Data to examine:
----
// nt-test-support: a mock NT4 server for exercising nt-client against a
// scripted peer instead of a real robot or dashboard.

pub mod mock_server;

pub use mock_server::{MockEvent, MockNtConnection, MockNtServer};

#[cfg(test)]
mod tests {
    use super::*;
    use nt_protocol::{AnnounceParams, ControlMessage, TopicProperties};

    #[tokio::test]
    async fn server_starts_and_reports_a_real_port() {
        let server = MockNtServer::start().await.unwrap();
        assert_ne!(server.local_addr().port(), 0);
    }

    #[tokio::test]
    async fn server_observes_a_client_subscribe_and_can_reply_with_announce() {
        let mut server = MockNtServer::start().await.unwrap();
        let url = server.url();

        let client = tokio::spawn(async move {
            let (ws, _) =
                tokio_tungstenite::connect_async(format!("{url}/nt/test-client"))
                    .await
                    .unwrap();
            ws
        });

        let mut conn = server.accept().await.unwrap();
        let _ws = client.await.unwrap();

        conn.send_control(&[ControlMessage::Announce(AnnounceParams {
            name: "/MyTable/Gyro".to_owned(),
            id: 3,
            type_name: "double".to_owned(),
            properties: TopicProperties::default(),
            pubuid: None,
        })]);

        // This test only exercises the mock server's own accept/send path;
        // nt-client's integration tests assert on what the client observes.
    }
}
----
Among the entries, work out how many lines include the word "accept". Answer with that number only.

Output: 2